Мертвец этот страшно владел воображением своих современников. Историк Фанний, флавианец, думал написать резкий памфлет, в котором бичевал преступления покойного императора. Было готово уже три главы, как вдруг Фанний видит во сне: входит к нему Нерон, садится к нему на кровать, берет его рукопись и читает главу за главой, Дочитав, встал и ушел... Живость страшного сновидения настолько смутила Фанния, что он не посмел продолжать своего памфлета, заболел и умер (Плиний Младший). Плутарх передает видения некоего Феспезия, родом из Киликия, который, упав со значительной высоты, лишился чувств, почтен был умершим и посетил, в состоянии летаргического сна, адские бездны. Он видел в них душу Нерона. Адские мастера хотели перековать ее в змею. Но, вдруг, блеснул некий дивный свет, и из недр его таинственный голос повелел не ругаться над покойным цезарем так жестоко и перековать его в более симпатичное животное. Тогда из него сделали птицу выпь.

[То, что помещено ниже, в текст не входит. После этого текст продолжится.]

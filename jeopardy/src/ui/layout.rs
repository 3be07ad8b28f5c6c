//! Layout calculation for the board TUI.
//!
//! The same layout is used for drawing and for mapping mouse clicks back to
//! cells, so a click always lands on the cell that was drawn there.

use ratatui::layout::{Constraint, Direction, Layout, Rect};

/// Screen regions for one frame.
#[derive(Debug, Clone, PartialEq, Eq)]
pub struct BoardLayout {
    pub title_area: Rect,
    pub header_cells: Vec<Rect>,
    /// Body cells indexed `[row][col]`.
    pub body_cells: Vec<Vec<Rect>>,
    pub status_bar: Rect,
    pub hotkey_bar: Rect,
}

impl BoardLayout {
    /// Split `area` into a title line, a `cols` x `rows` grid under a
    /// header row, a status line, and a hotkey line.
    pub fn calculate(area: Rect, cols: usize, rows: usize) -> Self {
        let outer = Layout::default()
            .direction(Direction::Vertical)
            .constraints([
                Constraint::Length(1), // Title
                Constraint::Min(3),    // Board
                Constraint::Length(1), // Status
                Constraint::Length(1), // Hotkeys
            ])
            .split(area);

        let board_area = outer[1];
        let (header_cells, body_cells) = if cols == 0 {
            (Vec::new(), Vec::new())
        } else {
            let mut row_constraints = vec![Constraint::Length(3)];
            row_constraints.extend((0..rows).map(|_| Constraint::Fill(1)));

            let row_areas = Layout::default()
                .direction(Direction::Vertical)
                .constraints(row_constraints)
                .split(board_area);

            let split_cols = |row: Rect| -> Vec<Rect> {
                Layout::default()
                    .direction(Direction::Horizontal)
                    .constraints((0..cols).map(|_| Constraint::Fill(1)))
                    .split(row)
                    .to_vec()
            };

            let header = split_cols(row_areas[0]);
            let body = row_areas.iter().skip(1).map(|r| split_cols(*r)).collect();
            (header, body)
        };

        Self {
            title_area: outer[0],
            header_cells,
            body_cells,
            status_bar: outer[2],
            hotkey_bar: outer[3],
        }
    }

    /// The body cell under a screen position, as `(row, col)`.
    pub fn hit_test(&self, x: u16, y: u16) -> Option<(usize, usize)> {
        self.body_cells.iter().enumerate().find_map(|(row, cells)| {
            cells
                .iter()
                .position(|rect| {
                    x >= rect.x
                        && x < rect.x + rect.width
                        && y >= rect.y
                        && y < rect.y + rect.height
                })
                .map(|col| (row, col))
        })
    }
}

/// A `width` x `height` rect centered in `area`, shrunk to fit.
pub fn centered_rect_fixed(width: u16, height: u16, area: Rect) -> Rect {
    let width = width.min(area.width);
    let height = height.min(area.height);
    Rect::new(
        area.x + (area.width - width) / 2,
        area.y + (area.height - height) / 2,
        width,
        height,
    )
}
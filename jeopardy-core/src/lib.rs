//! Jeopardy board engine.
//!
//! This crate provides:
//! - A clue store with a three-state reveal machine per clue
//! - A board controller that fetches categories in one concurrent batch,
//!   renders them to a table surface, and answers cell clicks
//! - Category sources backed by the jService API or generated offline
//!
//! # Quick Start
//!
//! ```ignore
//! use jeopardy_core::{BoardController, GameConfig, MemorySurface, OfflineSource};
//!
//! #[tokio::main]
//! async fn main() {
//!     let config = GameConfig::default();
//!     let source = OfflineSource::new(config.clues_per_category);
//!     let mut controller = BoardController::new(source, config);
//!     let mut surface = MemorySurface::new();
//!
//!     controller.start_game(&mut surface).await;
//!     controller.on_cell_click("category-1-0", &mut surface);
//!     println!("{:?}", surface.cell_text("category-1-0"));
//! }
//! ```

pub mod board;
pub mod config;
pub mod controller;
pub mod error;
pub mod slug;
pub mod source;
pub mod store;
pub mod surface;
pub mod testing;

// Primary public API
pub use board::{Board, Category, CategoryId, CellId, Clue, Reveal, RevealState};
pub use config::GameConfig;
pub use controller::{AbortReason, BoardController, ClickOutcome, StartOutcome};
pub use error::{LookupError, SourceError};
pub use slug::slugify;
pub use source::{CategoryData, CategorySource, JServiceSource, OfflineSource};
pub use store::ClueStore;
pub use surface::{LoadingView, MemorySurface, Surface, Table, TableCell};
pub use testing::{ScriptedSource, TestHarness};

// Re-export the client so front ends need only this crate.
pub use jservice::JService;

Это сказка показательна для мягкого отношения, которое встретила память Нерона в Греции, пятьдесят лет спустя после его смерти. Еще более благосклонно к Нерону мнение Павзания (в эпоху Антонинов), уже упоминавшееся в моей работе. (См. прим, в конце книги.)
Оставляя в стороне легенды, басни и сказки, символы, «Откровения» и прочие поэтические сплетения, окружившие память Нерона, нельзя не прийти к убеждению в одной истине, на дне их таящейся: Нерон проиграл свою конечную игру только по большой растерянности, не сосчитав имевшихся у него на руках козырей и вняв запугивающему ропоту смятенного, холопского двора. Он струсил преждевременно, смущенный денежной заминкой, недостачей хлебного подвоза в Рим и сопровождавшим это оскудение недовольством народным, испуганный изменой преторианцев и Нимфидия Сабина, бегством Тигеллина и паникой во дворце. В действительности же за ним оставалась еще громадная народность, которая могла сложить под его знаменем партию, гораздо более грозную, сильную и стройную, чем те, которые ему грозили.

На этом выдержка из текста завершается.